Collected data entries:

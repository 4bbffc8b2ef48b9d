use crate::context::PlanContext;
use crate::finding::Finding;

/// A check run against a candidate plan
pub trait PlanRule {
    /// Short label used to prefix diagnostics
    fn name(&self) -> &'static str;

    fn check(&self, ctx: &PlanContext<'_>) -> RuleReport;
}

/// Findings of one rule plus its diagnostic trail
#[derive(Debug, Clone, Default, PartialEq)]
pub struct RuleReport {
    pub findings: Vec<Finding>,
    pub diagnostics: Vec<String>,
}

impl RuleReport {
    pub fn push(&mut self, finding: Finding) {
        self.findings.push(finding);
    }

    pub fn note(&mut self, message: impl Into<String>) {
        self.diagnostics.push(message.into());
    }

    /// No error-severity findings
    pub fn is_valid(&self) -> bool {
        !self.findings.iter().any(Finding::is_error)
    }

    pub fn errors(&self) -> impl Iterator<Item = &Finding> {
        self.findings.iter().filter(|finding| finding.is_error())
    }

    pub fn warnings(&self) -> impl Iterator<Item = &Finding> {
        self.findings.iter().filter(|finding| !finding.is_error())
    }
}
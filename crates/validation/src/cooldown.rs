use crate::context::{PlanContext, RecipeGroup};
use crate::day;
use crate::finding::Finding;
use crate::rule::{PlanRule, RuleReport};

/// Minimum spacing between cooked uses of the same recipe
///
/// Repeats inside the week are errors. Collisions with prior history are only
/// warnings, since a deliberate comfort-food repeat is the user's call.
pub struct CooldownRule;

impl PlanRule for CooldownRule {
    fn name(&self) -> &'static str {
        "cooldown"
    }

    fn check(&self, ctx: &PlanContext<'_>) -> RuleReport {
        let mut report = RuleReport::default();

        for group in ctx.groups() {
            if ctx.is_exempt(group) {
                report.note(format!(
                    "cooldown: recipe {} is exempt, skipped",
                    group.recipe_id
                ));
                continue;
            }

            check_week_spacing(ctx, group, &mut report);
            check_history(ctx, group, &mut report);
        }

        report
    }
}

/// Leftovers are not cooking events, so spacing is measured between
/// consecutive cooked occurrences only
fn check_week_spacing(ctx: &PlanContext<'_>, group: &RecipeGroup, report: &mut RuleReport) {
    if !group.is_repeated() {
        return;
    }

    let cooked: Vec<usize> = group
        .members
        .iter()
        .copied()
        .filter(|&index| !ctx.meal(index).is_leftover)
        .collect();

    for pair in cooked.windows(2) {
        let (earlier, later) = (pair[0], pair[1]);
        let (Some(from), Some(to)) = (ctx.day_index(earlier), ctx.day_index(later)) else {
            continue;
        };

        let meal = ctx.meal(later);
        let family = meal.family();
        let required = ctx.settings.cooldowns.for_family(family);
        let gap = to - from;

        if (gap as u64) < u64::from(required) {
            report.push(Finding::CooldownViolation {
                recipe_id: group.recipe_id.clone(),
                recipe: meal.display_name().to_string(),
                family,
                first_day: day::day_at(ctx.week_start, from),
                second_day: day::day_at(ctx.week_start, to),
                gap,
                required,
            });
        }
    }
}

fn check_history(ctx: &PlanContext<'_>, group: &RecipeGroup, report: &mut RuleReport) {
    let Some(last_used) = ctx
        .history
        .iter()
        .filter(|entry| entry.recipe_id == group.recipe_id && entry.used_on < ctx.week_start)
        .map(|entry| entry.used_on)
        .max()
    else {
        return;
    };

    let first = group.first();
    let Some(position) = ctx.day_index(first) else {
        return;
    };
    let Some(planned_on) = day::date_for_index(ctx.week_start, position) else {
        return;
    };

    let meal = ctx.meal(first);
    let family = meal.family();
    let required = ctx.settings.cooldowns.for_family(family);
    let gap = (planned_on - last_used).num_days();

    if gap < i64::from(required) {
        report.push(Finding::HistoryCooldown {
            recipe_id: group.recipe_id.clone(),
            recipe: meal.display_name().to_string(),
            family,
            last_used,
            day: day::day_at(ctx.week_start, position),
            gap,
            required,
        });
    }
}
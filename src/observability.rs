use anyhow::Result;
use tracing_subscriber::{EnvFilter, Layer, fmt, layer::SubscriberExt, util::SubscriberInitExt};

use crate::config::LogFormat;

/// Initialize tracing and logging
///
/// This sets up:
/// - Structured JSON logging (`logging.format = "json"`)
/// - Console logging (default)
/// - Environment-based log level filtering (`RUST_LOG` wins over config)
///
/// Logs go to stderr so that reports written to stdout stay machine-readable.
pub fn init_observability(
    service_name: &str,
    service_version: &str,
    log_level: &str,
    format: LogFormat,
) -> Result<()> {
    let env_filter =
        EnvFilter::try_from_default_env().unwrap_or_else(|_| EnvFilter::new(log_level));

    match format {
        LogFormat::Json => {
            tracing_subscriber::registry()
                .with(
                    fmt::layer()
                        .json()
                        .with_writer(std::io::stderr)
                        .with_filter(env_filter),
                )
                .try_init()?;
        }
        LogFormat::Pretty => {
            tracing_subscriber::registry()
                .with(
                    fmt::layer()
                        .with_target(true)
                        .with_line_number(true)
                        .with_writer(std::io::stderr)
                        .with_filter(env_filter),
                )
                .try_init()?;
        }
    }

    tracing::debug!(
        service.name = service_name,
        service.version = service_version,
        log.format = %format,
        "Observability initialized"
    );

    Ok(())
}
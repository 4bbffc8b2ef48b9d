use crate::context::PlanContext;
use crate::finding::Finding;
use crate::rule::{PlanRule, RuleReport};
use crate::slot::normalize_slot;

/// Recipes that declare eligible meal slots must be placed in one of them
pub struct SlotCompatibilityRule;

impl PlanRule for SlotCompatibilityRule {
    fn name(&self) -> &'static str {
        "meal-slot"
    }

    fn check(&self, ctx: &PlanContext<'_>) -> RuleReport {
        let mut report = RuleReport::default();
        let Some(catalog) = ctx.recipe_slots else {
            report.note("meal-slot: no recipe slot catalog supplied, skipped");
            return report;
        };

        for (index, meal) in ctx.meals.iter().enumerate() {
            let Some(eligible) = meal
                .recipe_id
                .as_deref()
                .and_then(|recipe_id| catalog.get(recipe_id))
                .filter(|eligible| !eligible.is_empty())
            else {
                continue;
            };

            let assigned = normalize_slot(&meal.meal_type);
            let allowed: Vec<String> = eligible.iter().map(|slot| normalize_slot(slot)).collect();

            if !slot_accepts(&assigned, &allowed, ctx.options.allow_dinner_for_lunch) {
                report.push(Finding::SlotMismatch {
                    recipe: meal.display_name().to_string(),
                    day: ctx.day_label(index),
                    assigned,
                    allowed,
                });
            }
        }

        report
    }
}

/// Whether a slot accepts a recipe with the given normalized eligible slots
///
/// "main-course" and "supper" recipes fill both lunch and dinner. A slot
/// named "supper" is a dinner slot. With `dinner_for_lunch`, dinner recipes
/// may also fill lunch.
pub fn slot_accepts(assigned: &str, allowed: &[String], dinner_for_lunch: bool) -> bool {
    let allows = |slot: &str| allowed.iter().any(|candidate| candidate == slot);
    let assigned = match assigned {
        "supper" => "dinner",
        other => other,
    };

    if allows(assigned) {
        return true;
    }

    match assigned {
        "lunch" | "dinner" if allows("main-course") || allows("supper") => true,
        "lunch" => dinner_for_lunch && allows("dinner"),
        _ => false,
    }
}

#[cfg(test)]
mod tests {
    use chrono::NaiveDate;

    use super::*;
    use crate::types::{PlanSettings, RecipeSlotCatalog, ScheduledMeal, ValidationOptions};

    fn slots(values: &[&str]) -> Vec<String> {
        values.iter().map(|value| value.to_string()).collect()
    }

    #[test]
    fn test_exact_and_normalized_matches() {
        assert!(slot_accepts("dinner", &slots(&["dinner"]), false));
        assert!(slot_accepts(
            &normalize_slot("evening-snack"),
            &slots(&["snack"]),
            false
        ));
    }

    #[test]
    fn test_main_course_fills_lunch_and_dinner() {
        let allowed = slots(&["main-course"]);
        assert!(slot_accepts("lunch", &allowed, false));
        assert!(slot_accepts("dinner", &allowed, false));
        assert!(!slot_accepts("breakfast", &allowed, false));

        assert!(slot_accepts("lunch", &slots(&["supper"]), false));
    }

    #[test]
    fn test_supper_slot_takes_dinner_recipes() {
        assert!(slot_accepts(&normalize_slot("Supper"), &slots(&["dinner"]), false));
        assert!(slot_accepts("supper", &slots(&["main-course"]), false));
        assert!(!slot_accepts("supper", &slots(&["lunch"]), false));
        assert!(!slot_accepts("supper", &slots(&["breakfast"]), true));
    }

    #[test]
    fn test_dinner_for_lunch_is_one_way() {
        assert!(!slot_accepts("lunch", &slots(&["dinner"]), false));
        assert!(slot_accepts("lunch", &slots(&["dinner"]), true));
        assert!(!slot_accepts("dinner", &slots(&["lunch"]), true));
    }

    #[test]
    fn test_rule_reports_mismatch_with_eligible_slots() {
        let meals = vec![
            ScheduledMeal::new("Monday", "breakfast", "roast").named("Sunday Roast"),
            ScheduledMeal::new("Monday", "afternoon-snack", "nuts"),
            ScheduledMeal::new("Monday", "dinner", "unlisted"),
        ];
        let mut catalog = RecipeSlotCatalog::new();
        catalog.insert("roast".to_string(), slots(&["Dinner"]));
        catalog.insert("nuts".to_string(), slots(&["snack"]));
        let settings = PlanSettings::default();
        let options = ValidationOptions::default();
        let week_start = NaiveDate::from_ymd_opt(2025, 10, 20).unwrap();
        let ctx = PlanContext::new(&meals, &settings, week_start, &[], Some(&catalog), &options);

        let report = SlotCompatibilityRule.check(&ctx);

        assert_eq!(report.findings.len(), 1);
        assert_eq!(
            report.findings[0].to_string(),
            "\"Sunday Roast\" on Monday is assigned to breakfast but is only suitable for: dinner"
        );
    }
}
use std::collections::{BTreeSet, HashMap};
use std::ops::{Add, AddAssign};

use serde::Serialize;

use crate::context::PlanContext;
use crate::day::DAYS_IN_WEEK;
use crate::finding::{Finding, MacroPeriod, Nutrient};
use crate::rule::RuleReport;
use crate::slot::MealFamily;
use crate::types::{MacroMode, NutritionProfile, RecipeNutrition};

/// Share of daily nutrition left to the main meals once snacks are planned
const MAIN_MEALS_SHARE_WITH_SNACKS: f64 = 0.8;

const WEEKDAYS: f64 = 5.0;
const WEEKEND_DAYS: f64 = 2.0;

/// Why macro validation did not judge the plan
#[derive(Serialize, Clone, Copy, Debug, PartialEq, Eq)]
#[serde(rename_all = "snake_case", tag = "reason")]
pub enum MacroSkipReason {
    /// Turned off in the validation options
    Disabled,
    /// "macros" is not among the top three priorities
    NotPrioritized,
    /// No profile tracks a calorie or protein target
    NoTrackedProfile,
    /// No cooked meal falls in a known meal family
    NoCoverage,
    /// Fewer than half of the cooked meals have nutrition data
    InsufficientData { known: usize, total: usize },
}

/// Outcome of the macro pre-check and, when applicable, the comparison
#[derive(Serialize, Clone, Copy, Debug, PartialEq)]
#[serde(rename_all = "snake_case", tag = "status")]
pub enum MacroCheck {
    Skipped(MacroSkipReason),
    Checked {
        /// Fraction of a full day's nutrition the plan accounts for
        coverage: f64,
        passed: bool,
    },
}

#[derive(Debug, Clone, Copy, Default, PartialEq)]
pub struct NutritionTotals {
    pub calories: f64,
    pub protein_g: f64,
    pub carbs_g: f64,
    pub fat_g: f64,
}

impl NutritionTotals {
    fn from_profile(profile: &NutritionProfile) -> Self {
        Self {
            calories: profile.daily_calories,
            protein_g: profile.daily_protein_g,
            carbs_g: profile.daily_carbs_g,
            fat_g: profile.daily_fat_g,
        }
    }

    fn scaled(self, factor: f64) -> Self {
        Self {
            calories: self.calories * factor,
            protein_g: self.protein_g * factor,
            carbs_g: self.carbs_g * factor,
            fat_g: self.fat_g * factor,
        }
    }
}

impl Add for NutritionTotals {
    type Output = Self;

    fn add(self, other: Self) -> Self {
        Self {
            calories: self.calories + other.calories,
            protein_g: self.protein_g + other.protein_g,
            carbs_g: self.carbs_g + other.carbs_g,
            fat_g: self.fat_g + other.fat_g,
        }
    }
}

impl AddAssign<&RecipeNutrition> for NutritionTotals {
    fn add_assign(&mut self, recipe: &RecipeNutrition) {
        self.calories += recipe.calories;
        self.protein_g += recipe.protein_g;
        self.carbs_g += recipe.carbs_g;
        self.fat_g += recipe.fat_g;
    }
}

/// Fraction of a day's nutrition covered by the planned meal families
///
/// Breakfast, lunch and dinner carry 25/35/40%. When any snack family is
/// planned those shares shrink to 80% of their value and snacks take 20%.
pub fn coverage_fraction(families: &BTreeSet<MealFamily>) -> f64 {
    let has_snacks = families.contains(&MealFamily::Snack);
    let main_scale = if has_snacks {
        MAIN_MEALS_SHARE_WITH_SNACKS
    } else {
        1.0
    };

    families
        .iter()
        .map(|family| match family {
            MealFamily::Snack => family.base_share(),
            _ => family.base_share() * main_scale,
        })
        .sum()
}

/// Pick the profile macro validation is judged against, or say why it is skipped
pub fn applicability<'a>(ctx: &PlanContext<'a>) -> Result<&'a NutritionProfile, MacroSkipReason> {
    if !ctx.options.check_macros {
        return Err(MacroSkipReason::Disabled);
    }
    if !ctx.settings.prioritizes_macros() {
        return Err(MacroSkipReason::NotPrioritized);
    }

    ctx.options
        .nutrition_profiles
        .iter()
        .find(|profile| profile.is_trackable())
        .ok_or(MacroSkipReason::NoTrackedProfile)
}

/// Aggregate the plan's nutrition and compare it with the scaled targets
pub fn evaluate(ctx: &PlanContext<'_>) -> (MacroCheck, RuleReport) {
    let mut report = RuleReport::default();

    let profile = match applicability(ctx) {
        Ok(profile) => profile,
        Err(reason) => {
            report.note(format!("macros: skipped ({reason:?})"));
            return (MacroCheck::Skipped(reason), report);
        }
    };

    // Slots outside the known families carry no coverage share, so their
    // nutrition stays out of the totals too
    let cooked: Vec<usize> = (0..ctx.meals.len())
        .filter(|&index| {
            let meal = ctx.meal(index);
            !meal.is_leftover && meal.family().is_some() && ctx.day_index(index).is_some()
        })
        .collect();

    let families: BTreeSet<MealFamily> = cooked
        .iter()
        .filter_map(|&index| ctx.meal(index).family())
        .collect();
    let coverage = coverage_fraction(&families);
    if coverage <= 0.0 {
        report.note("macros: no cooked meals in a known meal family");
        return (MacroCheck::Skipped(MacroSkipReason::NoCoverage), report);
    }

    let nutrition: HashMap<&str, &RecipeNutrition> = ctx
        .options
        .recipe_nutrition
        .iter()
        .map(|recipe| (recipe.recipe_id.as_str(), recipe))
        .collect();

    let mut weekdays = NutritionTotals::default();
    let mut weekend = NutritionTotals::default();
    let mut known = 0;

    for &index in &cooked {
        let Some(recipe) = ctx
            .meal(index)
            .recipe_id
            .as_deref()
            .and_then(|recipe_id| nutrition.get(recipe_id))
        else {
            continue;
        };
        known += 1;

        let is_weekend = ctx.day_name(index).is_some_and(|day| day.is_weekend());
        if is_weekend {
            weekend += *recipe;
        } else {
            weekdays += *recipe;
        }
    }

    if known * 2 < cooked.len() {
        report.push(Finding::InsufficientNutritionData {
            known,
            total: cooked.len(),
        });
        let reason = MacroSkipReason::InsufficientData {
            known,
            total: cooked.len(),
        };
        return (MacroCheck::Skipped(reason), report);
    }

    let targets = NutritionTotals::from_profile(profile).scaled(coverage);
    let mode = ctx.settings.macro_mode;
    report.note(format!(
        "macros: mode {mode}, coverage {:.0}%, {known}/{} meals with nutrition",
        coverage * 100.0,
        cooked.len()
    ));

    match mode {
        MacroMode::WeekdayDiscipline => {
            compare(
                MacroPeriod::Weekdays,
                weekdays.scaled(1.0 / WEEKDAYS),
                targets,
                mode.tolerance(false),
                &mut report,
            );
            compare(
                MacroPeriod::Weekend,
                weekend.scaled(1.0 / WEEKEND_DAYS),
                targets,
                mode.tolerance(true),
                &mut report,
            );
        }
        // Calorie banking only checks the flat daily band, not a weekly balance
        MacroMode::Strict | MacroMode::Balanced | MacroMode::CalorieBanking => {
            let total = weekdays + weekend;

            compare(
                MacroPeriod::Daily,
                total.scaled(1.0 / DAYS_IN_WEEK as f64),
                targets,
                mode.tolerance(false),
                &mut report,
            );
        }
    }

    let passed = report.is_valid();
    (MacroCheck::Checked { coverage, passed }, report)
}

fn compare(
    period: MacroPeriod,
    actual: NutritionTotals,
    target: NutritionTotals,
    tolerance: f64,
    report: &mut RuleReport,
) {
    if target.calories > 0.0 {
        let minimum = target.calories * (1.0 - tolerance);
        let maximum = target.calories * (1.0 + tolerance);

        if actual.calories > maximum {
            report.push(Finding::MacroCaloriesHigh {
                period,
                actual: actual.calories,
                maximum,
                target: target.calories,
                tolerance,
            });
        } else if actual.calories < minimum {
            report.push(Finding::MacroCaloriesLow {
                period,
                actual: actual.calories,
                minimum,
                target: target.calories,
                tolerance,
            });
        }
    }

    let soft = [
        (Nutrient::Protein, actual.protein_g, target.protein_g),
        (Nutrient::Carbs, actual.carbs_g, target.carbs_g),
        (Nutrient::Fat, actual.fat_g, target.fat_g),
    ];
    for (nutrient, actual, target) in soft {
        if target <= 0.0 {
            continue;
        }
        if (actual - target).abs() > target * tolerance {
            report.push(Finding::MacroSoftBand {
                nutrient,
                period,
                actual,
                target,
                tolerance,
            });
        }
    }
}
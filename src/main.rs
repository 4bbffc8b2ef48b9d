use std::path::PathBuf;
use std::process::ExitCode;

use anyhow::Result;
use clap::{Parser, Subcommand};

mod cli;

use cli::validate::OutputFormat;

/// mealguard - Meal plan acceptance checks
#[derive(Parser)]
#[command(name = "mealguard")]
#[command(about = "Validate generated weekly meal plans", long_about = None)]
struct Cli {
    /// Path to configuration file
    #[arg(long, global = true)]
    config: Option<String>,

    #[command(subcommand)]
    command: Commands,
}

#[derive(Subcommand)]
enum Commands {
    /// Validate a plan request file
    Validate {
        /// JSON file holding the plan request
        #[arg(long)]
        plan: PathBuf,

        /// Report format written to stdout
        #[arg(long, value_enum, default_value_t = OutputFormat::Text)]
        format: OutputFormat,
    },
    /// Print the day offset of a day name within a week
    ResolveDay {
        /// First day of the plan week (YYYY-MM-DD)
        #[arg(long)]
        week_start: String,

        /// Day name, full or abbreviated
        day: String,
    },
}

fn main() -> Result<ExitCode> {
    let cli = Cli::parse();

    // Load configuration
    let config = mealguard::Config::load(cli.config.clone())?;
    config.validate().map_err(|e| anyhow::anyhow!(e))?;

    let log_format = config.logging.log_format().map_err(|e| anyhow::anyhow!(e))?;
    mealguard::observability::init_observability(
        "mealguard",
        env!("CARGO_PKG_VERSION"),
        &config.logging.level,
        log_format,
    )?;

    let passed = match cli.command {
        Commands::Validate { plan, format } => cli::validate::validate_plan(&config, plan, format)?,
        Commands::ResolveDay { week_start, day } => cli::day::resolve_day(&week_start, &day)?,
    };

    Ok(if passed {
        ExitCode::SUCCESS
    } else {
        ExitCode::FAILURE
    })
}
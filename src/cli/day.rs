use mealguard_validation::{day, parse_week_start};

/// Print the 0-based offset of a day name from the week start
pub fn resolve_day(week_start: &str, name: &str) -> anyhow::Result<bool> {
    let week_start = parse_week_start(week_start)?;

    match day::day_index(name, week_start) {
        Some(index) => {
            println!("{index}");
            Ok(true)
        }
        None => {
            tracing::warn!(day = name, "day name not recognised");
            Ok(false)
        }
    }
}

PROBLEM TO WORK ON:
Using the entries above, output exactly the lines between the line holding "use crate::day::DAYS_IN_WEEK;" and the line holding "or protein target", end lines included, and nothing more.

TASK RESPONSE:
use crate::day::DAYS_IN_WEEK;
use crate::finding::{Finding, MacroPeriod, Nutrient};
use crate::rule::RuleReport;
use crate::slot::MealFamily;
use crate::types::{MacroMode, NutritionProfile, RecipeNutrition};

/// Share of daily nutrition left to the main meals once snacks are planned
const MAIN_MEALS_SHARE_WITH_SNACKS: f64 = 0.8;

const WEEKDAYS: f64 = 5.0;
const WEEKEND_DAYS: f64 = 2.0;

/// Why macro validation did not judge the plan
#[derive(Serialize, Clone, Copy, Debug, PartialEq, Eq)]
#[serde(rename_all = "snake_case", tag = "reason")]
pub enum MacroSkipReason {
    /// Turned off in the validation options
    Disabled,
    /// "macros" is not among the top three priorities
    NotPrioritized,
    /// No profile tracks a calorie or protein target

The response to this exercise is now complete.